Table of contents

What is the best practice for error handling in Alamofire when scraping?

Proper error handling is critical when using Alamofire for web scraping in Swift. Unlike typical API requests, web scraping involves unpredictable target websites that may return various HTTP status codes, have inconsistent response formats, or implement anti-scraping measures. This guide covers comprehensive error handling strategies tailored for web scraping scenarios.

Core Error Handling Strategies

1. Response Validation and Status Code Handling

For web scraping, you need flexible validation since websites may return different status codes than APIs:

import Alamofire

AF.request("https://example.com/page")
    .validate { request, response, data in
        // Custom validation for scraping scenarios
        switch response.statusCode {
        case 200...299:
            return .success(Void())
        case 429:
            // Rate limiting - handle specially
            return .failure(ScrapingError.rateLimited)
        case 403:
            // Access forbidden - may need different approach
            return .failure(ScrapingError.accessForbidden)
        case 404:
            // Page not found - log and continue
            return .failure(ScrapingError.pageNotFound)
        default:
            return .failure(ScrapingError.unexpectedStatusCode(response.statusCode))
        }
    }
    .responseString { response in
        switch response.result {
        case .success(let html):
            // Parse HTML content
            self.parseHTML(html)
        case .failure(let error):
            self.handleScrapingError(error)
        }
    }

2. Comprehensive AFError Handling

Handle specific Alamofire errors that commonly occur during web scraping:

func handleScrapingError(_ error: Error) {
    if let afError = error.asAFError {
        switch afError {
        case .sessionTaskFailed(let sessionError):
            // Network connectivity issues
            if let urlError = sessionError as?
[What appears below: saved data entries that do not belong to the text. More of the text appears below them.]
use std::sync::Arc;

use chrono::NaiveDate;

use crate::date::{format_date_key, Clock, LocalClock, YearMonth};
use crate::events::{NoopListener, StateListener, StatePayload};
use crate::gateway::{GatewayError, TaskGateway};
use crate::models::{
    MonthlyStats, NewSubtask, NewTask, OverallStats, SubtaskId, SubtaskPatch, TaskId, TaskPatch,
};
use crate::state::SessionState;
use crate::view::ViewRequest;

/// Owns the session state and runs every mutation remote-first: the backend is asked
/// first and the local copy changes only after it confirms. A failed call is logged and
/// leaves the local copy exactly as it was.
pub struct TaskStore<G> {
    gateway: G,
    state: SessionState,
    clock: Arc<dyn Clock>,
    listener: Arc<dyn StateListener>,
}

impl<G: TaskGateway> TaskStore<G> {
    pub fn new(gateway: G) -> Self {
        Self::with_clock(gateway, Arc::new(LocalClock))
    }

    pub fn with_clock(gateway: G, clock: Arc<dyn Clock>) -> Self {
        Self {
            gateway,
            state: SessionState::new(clock.today()),
            clock,
            listener: Arc::new(NoopListener),
        }
    }

    pub fn with_listener(mut self, listener: Arc<dyn StateListener>) -> Self {
        self.listener = listener;
        self
    }

    pub fn gateway(&self) -> &G {
        &self.gateway
    }

    pub fn state(&self) -> &SessionState {
        &self.state
    }

    pub fn today(&self) -> NaiveDate {
        self.clock.today()
    }

    pub fn snapshot(&self) -> StatePayload {
        self.state.snapshot(self.today())
    }

    /// Replaces the local tasks with the backend's list. On failure the list is emptied
    /// and the error returned so the caller can show an "unavailable" state.
    pub async fn load(&self) -> Result<usize, GatewayError> {
        match self.gateway.list_tasks().await {
            Ok(tasks) => {
                let count = tasks.len();
                self.state.replace_tasks(tasks);
                if self.state.apply_first_load(self.today()) {
                    log::info!("load: first load, showing today's tasks");
                }
                log::debug!("load: {count} tasks");
                self.commit().await;
                Ok(count)
            }
            Err(err) => {
                log::warn!("load: tasks unavailable: {err}");
                self.state.replace_tasks(Vec::new());
                self.commit().await;
                Err(err)
            }
        }
    }

    /// Creates a task on `explicit_date`, else the selected day, else today. Returns the
    /// server-assigned id.
    pub async fn create_task(
        &self,
        title: &str,
        description: &str,
        explicit_date: Option<NaiveDate>,
    ) -> Option<TaskId> {
        let title = title.trim();
        if title.is_empty() {
            log::debug!("create_task: ignoring empty title");
            return None;
        }
        let date = explicit_date
            .or_else(|| self.state.view().selected_date())
            .unwrap_or_else(|| self.today());
        let request = NewTask {
            title: title.to_string(),
            description: description.to_string(),
            task_date: format_date_key(date),
        };

        match self.gateway.create_task(&request).await {
            Ok(task) => {
                let task_id = task.id;
                self.state.add_task(task);
                log::debug!("create_task: created id={task_id} date={}", request.task_date);
                self.commit().await;
                Some(task_id)
            }
            Err(err) => {
                log::warn!("create_task: failed: {err}");
                None
            }
        }
    }

    pub async fn toggle_task(&self, task_id: TaskId) -> bool {
        let Some(task) = self.state.task(task_id) else {
            return false;
        };
        let patch = TaskPatch::completion(!task.completed);
        if let Err(err) = self.gateway.update_task(task_id, &patch).await {
            log::warn!("toggle_task: id={task_id} failed: {err}");
            return false;
        }
        if !self.state.flip_task_completion(task_id) {
            return false;
        }
        self.commit().await;
        true
    }

    pub async fn toggle_subtask(&self, subtask_id: SubtaskId) -> bool {
        let Some((_, subtask)) = self.state.find_subtask(subtask_id) else {
            return false;
        };
        let patch = SubtaskPatch {
            completed: Some(!subtask.completed),
            ..SubtaskPatch::default()
        };
        if let Err(err) = self.gateway.update_subtask(subtask_id, &patch).await {
            log::warn!("toggle_subtask: id={subtask_id} failed: {err}");
            return false;
        }
        if !self.state.flip_subtask_completion(subtask_id) {
            return false;
        }
        self.commit().await;
        true
    }

    pub async fn delete_task(&self, task_id: TaskId) -> bool {
        if let Err(err) = self.gateway.delete_task(task_id).await {
            log::warn!("delete_task: id={task_id} failed: {err}");
            return false;
        }
        self.state.remove_task(task_id);
        self.commit().await;
        true
    }

    /// Adds a subtask and expands its parent. Returns the new subtask id.
    pub async fn create_subtask(&self, task_id: TaskId, title: &str) -> Option<SubtaskId> {
        let title = title.trim();
        if title.is_empty() {
            log::debug!("create_subtask: ignoring empty title");
            return None;
        }
        let request = NewSubtask {
            title: title.to_string(),
        };
        let subtask = match self.gateway.create_subtask(task_id, &request).await {
            Ok(subtask) => subtask,
            Err(err) => {
                log::warn!("create_subtask: parent={task_id} failed: {err}");
                return None;
            }
        };
        let subtask_id = subtask.id;
        if !self.state.push_subtask(task_id, subtask) {
            log::warn!("create_subtask: parent={task_id} no longer in the local list");
            return None;
        }
        self.commit().await;
        Some(subtask_id)
    }

    pub async fn delete_subtask(&self, subtask_id: SubtaskId) -> bool {
        if let Err(err) = self.gateway.delete_subtask(subtask_id).await {
            log::warn!("delete_subtask: id={subtask_id} failed: {err}");
            return false;
        }
        self.state.remove_subtask(subtask_id);
        self.commit().await;
        true
    }

    /// Moves a task to another day.
    pub async fn reschedule_task(&self, task_id: TaskId, date: NaiveDate) -> bool {
        if self.state.task(task_id).is_none() {
            return false;
        }
        let date_key = format_date_key(date);
        let patch = TaskPatch::reschedule(date_key.clone());
        if let Err(err) = self.gateway.update_task(task_id, &patch).await {
            log::warn!("reschedule_task: id={task_id} failed: {err}");
            return false;
        }
        if !self.state.set_task_date(task_id, date_key) {
            return false;
        }
        self.commit().await;
        true
    }

    /// Local only; no backend call.
    pub fn toggle_collapse(&self, task_id: TaskId) -> Option<bool> {
        let collapsed = self.state.toggle_collapse(task_id)?;
        self.notify();
        Some(collapsed)
    }

    pub fn is_collapsed(&self, task_id: TaskId) -> bool {
        self.state.is_collapsed(task_id)
    }

    /// Filters the list by `date`; stats are refetched only when the month changes.
    pub async fn select_date(&self, date: NaiveDate) {
        let month_moved = self.state.update_view(|view| view.select_date(date));
        if month_moved {
            self.refresh_monthly_stats().await;
        }
        self.notify();
    }

    pub fn show_all(&self) {
        self.state.update_view(|view| view.show_all());
        self.notify();
    }

    /// Returns false, without refreshing, when the target month is out of range.
    pub async fn navigate_month(&self, delta: i32) -> bool {
        if !self.state.update_view(|view| view.navigate_month(delta)) {
            log::debug!("navigate_month: delta {delta} out of range");
            return false;
        }
        self.refresh_monthly_stats().await;
        self.notify();
        true
    }

    pub async fn jump_to_month(&self, month: YearMonth) {
        self.state.update_view(|view| view.jump_to_month(month));
        self.refresh_monthly_stats().await;
        self.notify();
    }

    /// Applies a requested view. Run it before any action that depends on the selected day.
    pub async fn apply_view(&self, request: ViewRequest) {
        if request.all {
            self.show_all();
        } else if let Some(date) = request.date {
            self.select_date(date).await;
        }
        if let Some(month) = request.month {
            self.jump_to_month(month).await;
        }
    }

    pub async fn jump_to_today(&self) {
        let today = self.today();
        self.state.update_view(|view| view.jump_to_today(today));
        self.refresh_monthly_stats().await;
        self.notify();
    }

    pub async fn overall_stats(&self) -> Option<OverallStats> {
        match self.gateway.overall_stats().await {
            Ok(stats) => Some(stats),
            Err(err) => {
                log::warn!("overall_stats: failed: {err}");
                None
            }
        }
    }

    /// Runs after every confirmed change. The state mutator already rebuilt the calendar
    /// index and the visible list; this adds the stats widget and repaints.
    async fn commit(&self) {
        self.refresh_monthly_stats().await;
        self.notify();
    }

    async fn refresh_monthly_stats(&self) {
        let month = self.state.view().displayed_month();
        let stats = match self.gateway.monthly_stats(month).await {
            Ok(stats) => stats,
            Err(err) => {
                log::warn!(
                    "monthly_stats: {}-{:02} unavailable: {err}",
                    month.year(),
                    month.month()
                );
                MonthlyStats::default()
            }
        };
        self.state.set_monthly_stats(month, stats);
    }

    fn notify(&self) {
        let payload = self.snapshot();
        self.listener.state_updated(&payload);
    }
}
URLError {
                switch urlError.code {
                case .timedOut:
                    print("Request timed out - retry with longer timeout")
                    retryWithLongerTimeout()
                case .notConnectedToInternet:
                    print("No internet connection")
                    scheduleRetryWhenOnline()
                case .cannotFindHost:
                    print("Host not found - skip this URL")
                    markURLAsInvalid()
                default:
                    print("Network error: \(urlError.localizedDescription)")
                }
            }
        case .invalidURL(let url):
            print("Invalid URL: \(url)")
            logInvalidURL(url)
        case .responseValidationFailed(let reason):
            switch reason {
            case .unacceptableStatusCode(let code):
                handleStatusCode(code)
            case .unacceptableContentType(let contentType):
                print("Unexpected content type: \(contentType)")
            default:
                print("Validation failed: \(reason)")
            }
        default:
            print("Alamofire error: \(afError)")
        }
    } else {
        print("Non-Alamofire error: \(error)")
    }
}

3. Custom Error Types for Web Scraping

Define specific error types for common scraping scenarios:

enum ScrapingError: Error, LocalizedError {
    case rateLimited
    case accessForbidden
    case pageNotFound
    case unexpectedStatusCode(Int)
    case parsingFailed
    case robotsBlocked
    case captchaDetected

    var errorDescription: String? {
        switch self {
        case .rateLimited:
            return "Rate limit exceeded - slow down requests"
        case .accessForbidden:
            return "Access forbidden - check user agent or headers"
        case .pageNotFound:
            return "Page not found"
        case .unexpectedStatusCode(let code):
            return "Unexpected status code: \(code)"
        case .parsingFailed:
            return "Failed to parse HTML content"
        case .robotsBlocked:
            return "Blocked by robots.txt"
        case .captchaDetected:
            return "CAPTCHA detected"
        }
    }
}

4. Advanced Retry Logic with Exponential Backoff

Implement intelligent retry logic for web scraping:

class ScrapingRetryPolicy: RequestRetrier {
    private let maxRetries: Int
    private let baseDelay: TimeInterval

    init(maxRetries: Int = 3, baseDelay: TimeInterval = 1.0) {
        self.maxRetries = maxRetries
        self.baseDelay = baseDelay
    }

    func retry(_ request: Request, for session: Session, dueTo error: Error, completion: @escaping (RetryResult) -> Void) {
        guard request.retryCount < maxRetries else {
            completion(.doNotRetry)
            return
        }

        // Check if error is retryable
        if let afError = error.asAFError {
            switch afError {
            case .sessionTaskFailed(let sessionError):
                if let urlError = sessionError as? URLError {
                    switch urlError.code {
                    case .timedOut, .networkConnectionLost, .notConnectedToInternet:
                        // Retry with exponential backoff
                        let delay = baseDelay * pow(2.0, Double(request.retryCount))
                        completion(.retryWithDelay(delay))
                        return
                    default:
                        break
                    }
                }
            case .responseValidationFailed(let reason):
                if case .unacceptableStatusCode(let code) = reason, code == 429 {
                    // Rate limited - wait longer
                    let delay = baseDelay * pow(3.0, Double(request.retryCount))
                    completion(.retryWithDelay(delay))
                    return
                }
            default:
                break
            }
        }

        completion(.doNotRetry)
    }
}

// Usage
let session = Session()
session.retrier = ScrapingRetryPolicy(maxRetries: 3, baseDelay: 2.0)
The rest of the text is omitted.